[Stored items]
☆ ☆ ☆

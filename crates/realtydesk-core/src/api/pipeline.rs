//! Authorized request pipeline with single-flight token refresh.
//!
//! Every resource call goes through `RequestPipeline::send`:
//!
//! - outbound, the stored access token is attached as a bearer credential
//!   (never on the login or refresh endpoints);
//! - inbound, a 401 on an ordinary request that has not been retried yet
//!   starts recovery. The first such request refreshes the session; any 401
//!   arriving while that refresh is in flight parks on a queue and is settled
//!   by the same outcome. Exactly one refresh call is made per round.
//!   A 401 for a token that has since been replaced is retried with the
//!   stored token instead of starting another round.
//!
//! If there is no refresh token or the refresh fails, the session is logged
//! out (which notifies the host to show its login screen) and every parked
//! request fails.

use std::sync::{Arc, Mutex, MutexGuard};

use tokio::sync::oneshot;
use tracing::{debug, error, info, warn};

use crate::auth::{AuthError, SessionManager};

use super::transport::{ApiRequest, ApiResponse, HttpTransport};
use super::ApiError;

/// Outcome handed to a parked request: the new access token or the failure.
type RefreshOutcome = Result<String, ApiError>;

#[derive(Default)]
struct RefreshState {
    is_refreshing: bool,
    queue: Vec<oneshot::Sender<RefreshOutcome>>,
}

enum Role {
    /// This request performs the refresh.
    Leader,
    /// A refresh is already running; wait for its outcome.
    Waiter(oneshot::Receiver<RefreshOutcome>),
}

pub struct RequestPipeline {
    transport: Arc<dyn HttpTransport>,
    session: Arc<SessionManager>,
    state: Mutex<RefreshState>,
}

impl RequestPipeline {
    pub fn new(transport: Arc<dyn HttpTransport>, session: Arc<SessionManager>) -> Self {
        Self {
            transport,
            session,
            state: Mutex::new(RefreshState::default()),
        }
    }

    pub fn session(&self) -> &Arc<SessionManager> {
        &self.session
    }

    /// Whether a refresh round is currently in flight
    pub fn is_refreshing(&self) -> bool {
        self.lock_state().is_refreshing
    }

    /// Number of requests parked behind the current refresh
    pub fn queued(&self) -> usize {
        self.lock_state().queue.len()
    }

    /// Send a request, recovering once from an expired access token.
    pub async fn send(&self, mut request: ApiRequest) -> Result<ApiResponse, ApiError> {
        self.authorize(&mut request)?;

        match self.dispatch(&request).await {
            Err(err) if Self::should_recover(&request, &err) => self.recover(request, err).await,
            result => result,
        }
    }

    fn authorize(&self, request: &mut ApiRequest) -> Result<(), ApiError> {
        if request.is_auth_endpoint() {
            request.clear_bearer();
            return Ok(());
        }
        match self.session.store().access_token() {
            Some(token) => request.set_bearer(&token),
            None => Ok(()),
        }
    }

    async fn dispatch(&self, request: &ApiRequest) -> Result<ApiResponse, ApiError> {
        self.transport.execute(request).await?.error_for_status()
    }

    fn should_recover(request: &ApiRequest, err: &ApiError) -> bool {
        err.is_unauthorized() && !request.is_auth_endpoint() && !request.retried
    }

    fn lock_state(&self) -> MutexGuard<'_, RefreshState> {
        self.state.lock().unwrap_or_else(|poisoned| poisoned.into_inner())
    }

    /// End the refresh round: clear the flag and take every parked request,
    /// in one critical section so nothing can enqueue behind the drain.
    fn finish_round(&self) -> Vec<oneshot::Sender<RefreshOutcome>> {
        let mut state = self.lock_state();
        state.is_refreshing = false;
        std::mem::take(&mut state.queue)
    }

    /// Settle parked requests in the order they arrived. A waiter whose
    /// caller already gave up has dropped its receiver; that send is a no-op.
    fn settle(waiters: Vec<oneshot::Sender<RefreshOutcome>>, outcome: &RefreshOutcome) {
        for waiter in waiters {
            let _ = waiter.send(outcome.clone());
        }
    }

    async fn recover(&self, mut request: ApiRequest, original: ApiError) -> Result<ApiResponse, ApiError> {
        request.retried = true;

        if let Some(current) = self.session.store().access_token() {
            if request.bearer_token() != Some(current.as_str()) {
                debug!(path = %request.path, "Token already refreshed, retrying");
                return self.retry(request, &current).await;
            }
        }

        let role = {
            let mut state = self.lock_state();
            if state.is_refreshing {
                let (tx, rx) = oneshot::channel();
                state.queue.push(tx);
                Role::Waiter(rx)
            } else {
                state.is_refreshing = true;
                Role::Leader
            }
        };

        match role {
            Role::Waiter(rx) => {
                debug!(path = %request.path, "Refresh in progress, queueing request");
                // A dropped sender means the refreshing request was cancelled
                let token = rx.await.map_err(|_| ApiError::SessionExpired)??;
                self.retry(request, &token).await
            }
            Role::Leader => self.lead_refresh(request, original).await,
        }
    }

    async fn lead_refresh(&self, request: ApiRequest, original: ApiError) -> Result<ApiResponse, ApiError> {
        info!(path = %request.path, "Access token rejected, refreshing session");

        let guard = RoundGuard { pipeline: self, armed: true };
        let refreshed = self.session.refresh_token().await;
        let waiters = guard.disarm();

        match refreshed {
            Ok(bundle) => {
                let token = bundle.access_token;
                debug!(waiting = waiters.len(), "Refresh succeeded, releasing queued requests");
                Self::settle(waiters, &Ok(token.clone()));
                self.retry(request, &token).await
            }
            Err(AuthError::NoRefreshToken) => {
                warn!("No refresh token available, ending session");
                Self::settle(waiters, &Err(ApiError::SessionExpired));
                self.session.logout();
                Err(original)
            }
            Err(err) => {
                let err = ApiError::RefreshFailed(Box::new(err.into_api_error()));
                error!(error = %err, waiting = waiters.len(), "Refresh failed, ending session");
                Self::settle(waiters, &Err(err.clone()));
                self.session.logout();
                Err(err)
            }
        }
    }

    /// Re-issue a request with a fresh token. A 401 now is final.
    async fn retry(&self, mut request: ApiRequest, token: &str) -> Result<ApiResponse, ApiError> {
        request.set_bearer(token)?;
        debug!(path = %request.path, "Retrying request with refreshed token");
        self.dispatch(&request).await
    }
}

/// Keeps a refresh round from wedging if the refreshing request is dropped
/// mid-flight: the flag is cleared and parked requests are released with an
/// error.
struct RoundGuard<'a> {
    pipeline: &'a RequestPipeline,
    armed: bool,
}

impl RoundGuard<'_> {
    fn disarm(mut self) -> Vec<oneshot::Sender<RefreshOutcome>> {
        self.armed = false;
        self.pipeline.finish_round()
    }
}

impl Drop for RoundGuard<'_> {
    fn drop(&mut self) {
        if self.armed {
            warn!("Refresh cancelled, releasing queued requests");
            let waiters = self.pipeline.finish_round();
            RequestPipeline::settle(waiters, &Err(ApiError::SessionExpired));
        }
    }
}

☆ ☆ ☆

● **ASSIGNED TASK**: Copy every line of the records above that holds the word "take".

● **RESULT OF THIS TASK**:
    /// End the refresh round: clear the flag and take every parked request,
        std::mem::take(&mut state.queue)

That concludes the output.